* **Problem requirements**:
Copy out exactly the lines below that run from the one holding "variable of this signature tag" to the one holding "Some(rest) if !rest.is_empty()", keeping both of those lines and no others.

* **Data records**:
^^^^^^^^^^^^^^^^

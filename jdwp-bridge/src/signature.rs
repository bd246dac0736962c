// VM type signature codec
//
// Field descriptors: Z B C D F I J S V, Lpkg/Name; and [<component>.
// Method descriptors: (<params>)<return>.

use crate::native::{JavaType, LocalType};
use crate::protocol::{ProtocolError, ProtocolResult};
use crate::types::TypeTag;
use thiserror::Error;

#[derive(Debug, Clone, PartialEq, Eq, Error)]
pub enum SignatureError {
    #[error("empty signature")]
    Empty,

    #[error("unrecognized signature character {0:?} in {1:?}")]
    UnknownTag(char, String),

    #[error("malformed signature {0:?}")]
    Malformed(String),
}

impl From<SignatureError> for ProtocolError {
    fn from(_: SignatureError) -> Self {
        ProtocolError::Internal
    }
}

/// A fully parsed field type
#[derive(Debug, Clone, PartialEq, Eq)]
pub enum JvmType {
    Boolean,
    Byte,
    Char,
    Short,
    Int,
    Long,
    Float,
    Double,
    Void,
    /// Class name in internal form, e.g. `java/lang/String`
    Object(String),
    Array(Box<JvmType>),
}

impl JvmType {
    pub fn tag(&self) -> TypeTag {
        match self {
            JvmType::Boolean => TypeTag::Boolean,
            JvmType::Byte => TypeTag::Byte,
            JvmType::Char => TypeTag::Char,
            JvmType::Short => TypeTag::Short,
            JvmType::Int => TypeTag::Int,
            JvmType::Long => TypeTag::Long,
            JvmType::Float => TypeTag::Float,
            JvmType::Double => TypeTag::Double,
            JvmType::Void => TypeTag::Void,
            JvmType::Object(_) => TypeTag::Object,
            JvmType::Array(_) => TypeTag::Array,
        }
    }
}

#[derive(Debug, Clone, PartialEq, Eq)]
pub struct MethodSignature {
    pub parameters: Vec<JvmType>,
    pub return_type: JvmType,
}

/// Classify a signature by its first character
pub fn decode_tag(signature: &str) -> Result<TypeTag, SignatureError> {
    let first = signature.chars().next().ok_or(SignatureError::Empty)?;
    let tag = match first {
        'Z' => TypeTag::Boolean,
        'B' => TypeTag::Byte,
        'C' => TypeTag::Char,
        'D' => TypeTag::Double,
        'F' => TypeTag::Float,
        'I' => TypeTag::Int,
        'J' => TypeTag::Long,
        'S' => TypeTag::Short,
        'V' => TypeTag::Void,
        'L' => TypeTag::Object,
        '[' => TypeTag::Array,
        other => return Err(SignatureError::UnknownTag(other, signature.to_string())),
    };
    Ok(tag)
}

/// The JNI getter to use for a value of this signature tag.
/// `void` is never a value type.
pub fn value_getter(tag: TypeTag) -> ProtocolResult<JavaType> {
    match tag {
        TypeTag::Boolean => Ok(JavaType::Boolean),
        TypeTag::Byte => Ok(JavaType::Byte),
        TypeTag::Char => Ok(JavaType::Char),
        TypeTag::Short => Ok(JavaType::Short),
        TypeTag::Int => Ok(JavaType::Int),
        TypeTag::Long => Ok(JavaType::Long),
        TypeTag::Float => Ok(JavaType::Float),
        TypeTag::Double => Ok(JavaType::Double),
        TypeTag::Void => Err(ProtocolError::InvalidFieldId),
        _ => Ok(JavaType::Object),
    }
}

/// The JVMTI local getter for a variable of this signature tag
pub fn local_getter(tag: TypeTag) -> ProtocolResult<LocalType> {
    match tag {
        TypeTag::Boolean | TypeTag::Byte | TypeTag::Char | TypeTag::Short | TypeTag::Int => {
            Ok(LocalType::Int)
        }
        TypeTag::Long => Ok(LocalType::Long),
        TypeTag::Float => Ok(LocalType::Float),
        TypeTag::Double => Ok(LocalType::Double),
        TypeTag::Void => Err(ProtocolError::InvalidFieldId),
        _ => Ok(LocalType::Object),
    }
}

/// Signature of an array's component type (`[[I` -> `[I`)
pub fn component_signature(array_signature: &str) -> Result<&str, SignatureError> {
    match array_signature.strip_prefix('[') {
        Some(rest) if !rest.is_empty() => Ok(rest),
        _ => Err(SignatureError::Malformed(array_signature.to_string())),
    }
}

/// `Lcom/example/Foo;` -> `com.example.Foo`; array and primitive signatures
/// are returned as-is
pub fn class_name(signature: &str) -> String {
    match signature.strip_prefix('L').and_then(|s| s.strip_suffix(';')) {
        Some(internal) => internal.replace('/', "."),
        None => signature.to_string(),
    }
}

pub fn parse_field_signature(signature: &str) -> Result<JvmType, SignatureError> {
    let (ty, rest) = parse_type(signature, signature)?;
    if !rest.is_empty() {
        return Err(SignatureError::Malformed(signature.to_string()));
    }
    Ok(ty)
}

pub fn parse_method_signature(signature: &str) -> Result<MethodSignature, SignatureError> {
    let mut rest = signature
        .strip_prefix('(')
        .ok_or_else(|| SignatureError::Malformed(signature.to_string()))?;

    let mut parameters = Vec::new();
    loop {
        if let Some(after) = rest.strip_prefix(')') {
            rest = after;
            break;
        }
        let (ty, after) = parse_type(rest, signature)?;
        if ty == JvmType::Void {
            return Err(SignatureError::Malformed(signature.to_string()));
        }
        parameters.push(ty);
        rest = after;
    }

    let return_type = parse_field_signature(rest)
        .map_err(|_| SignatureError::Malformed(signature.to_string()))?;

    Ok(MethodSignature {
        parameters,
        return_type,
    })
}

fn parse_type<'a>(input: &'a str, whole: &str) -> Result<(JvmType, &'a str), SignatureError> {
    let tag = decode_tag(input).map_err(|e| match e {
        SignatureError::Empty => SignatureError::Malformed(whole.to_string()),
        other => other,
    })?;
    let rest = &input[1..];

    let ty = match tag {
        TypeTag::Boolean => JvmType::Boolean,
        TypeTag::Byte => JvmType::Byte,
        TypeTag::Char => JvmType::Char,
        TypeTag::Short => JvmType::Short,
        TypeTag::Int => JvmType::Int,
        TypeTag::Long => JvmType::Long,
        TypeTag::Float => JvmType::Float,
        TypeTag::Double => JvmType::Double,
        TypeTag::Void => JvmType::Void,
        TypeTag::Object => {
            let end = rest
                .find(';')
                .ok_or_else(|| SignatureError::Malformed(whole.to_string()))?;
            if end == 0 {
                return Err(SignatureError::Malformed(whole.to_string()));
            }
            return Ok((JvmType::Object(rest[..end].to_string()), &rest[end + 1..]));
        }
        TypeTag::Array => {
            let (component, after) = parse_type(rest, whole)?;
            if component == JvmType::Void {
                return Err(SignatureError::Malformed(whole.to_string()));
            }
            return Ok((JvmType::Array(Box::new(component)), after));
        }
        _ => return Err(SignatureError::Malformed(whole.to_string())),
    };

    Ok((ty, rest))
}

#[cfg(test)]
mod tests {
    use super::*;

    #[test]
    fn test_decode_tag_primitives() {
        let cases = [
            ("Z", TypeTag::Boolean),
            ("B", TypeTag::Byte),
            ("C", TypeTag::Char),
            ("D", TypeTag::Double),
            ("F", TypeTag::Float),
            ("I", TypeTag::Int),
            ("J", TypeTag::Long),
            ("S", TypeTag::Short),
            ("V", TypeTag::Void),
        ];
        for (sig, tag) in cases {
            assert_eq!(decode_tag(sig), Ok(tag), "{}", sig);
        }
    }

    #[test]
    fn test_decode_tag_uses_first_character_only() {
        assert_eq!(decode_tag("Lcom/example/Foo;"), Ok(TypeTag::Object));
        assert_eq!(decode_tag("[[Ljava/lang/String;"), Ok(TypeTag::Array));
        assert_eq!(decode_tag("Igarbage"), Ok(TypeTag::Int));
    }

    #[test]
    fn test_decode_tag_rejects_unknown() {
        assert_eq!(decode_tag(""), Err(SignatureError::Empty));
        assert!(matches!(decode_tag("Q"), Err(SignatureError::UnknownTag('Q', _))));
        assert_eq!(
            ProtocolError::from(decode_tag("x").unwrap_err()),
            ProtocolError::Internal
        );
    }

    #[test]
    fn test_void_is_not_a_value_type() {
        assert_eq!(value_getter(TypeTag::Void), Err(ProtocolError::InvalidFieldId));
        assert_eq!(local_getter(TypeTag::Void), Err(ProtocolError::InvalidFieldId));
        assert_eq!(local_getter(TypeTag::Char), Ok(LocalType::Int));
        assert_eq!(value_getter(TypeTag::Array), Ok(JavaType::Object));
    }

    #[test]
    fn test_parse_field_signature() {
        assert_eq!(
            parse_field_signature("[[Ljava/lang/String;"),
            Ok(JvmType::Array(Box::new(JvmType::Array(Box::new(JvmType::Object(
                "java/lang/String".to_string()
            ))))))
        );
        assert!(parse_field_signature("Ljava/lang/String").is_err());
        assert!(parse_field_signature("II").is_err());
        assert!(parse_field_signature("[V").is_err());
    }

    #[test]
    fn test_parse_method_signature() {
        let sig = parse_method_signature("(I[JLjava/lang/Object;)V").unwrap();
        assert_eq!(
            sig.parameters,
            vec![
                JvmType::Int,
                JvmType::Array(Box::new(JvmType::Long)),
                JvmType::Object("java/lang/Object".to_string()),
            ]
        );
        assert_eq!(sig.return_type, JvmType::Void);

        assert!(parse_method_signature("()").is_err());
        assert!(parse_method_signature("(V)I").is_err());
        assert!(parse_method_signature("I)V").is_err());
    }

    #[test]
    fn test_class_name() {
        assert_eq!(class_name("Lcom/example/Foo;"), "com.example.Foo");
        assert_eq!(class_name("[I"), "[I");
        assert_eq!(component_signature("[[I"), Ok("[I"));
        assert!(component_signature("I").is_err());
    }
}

^^^^^^^^^^^^^^^^

* **Task result**:
/// The JVMTI local getter for a variable of this signature tag
pub fn local_getter(tag: TypeTag) -> ProtocolResult<LocalType> {
    match tag {
        TypeTag::Boolean | TypeTag::Byte | TypeTag::Char | TypeTag::Short | TypeTag::Int => {
            Ok(LocalType::Int)
        }
        TypeTag::Long => Ok(LocalType::Long),
        TypeTag::Float => Ok(LocalType::Float),
        TypeTag::Double => Ok(LocalType::Double),
        TypeTag::Void => Err(ProtocolError::InvalidFieldId),
        _ => Ok(LocalType::Object),
    }
}

/// Signature of an array's component type (`[[I` -> `[I`)
pub fn component_signature(array_signature: &str) -> Result<&str, SignatureError> {
    match array_signature.strip_prefix('[') {
        Some(rest) if !rest.is_empty() => Ok(rest),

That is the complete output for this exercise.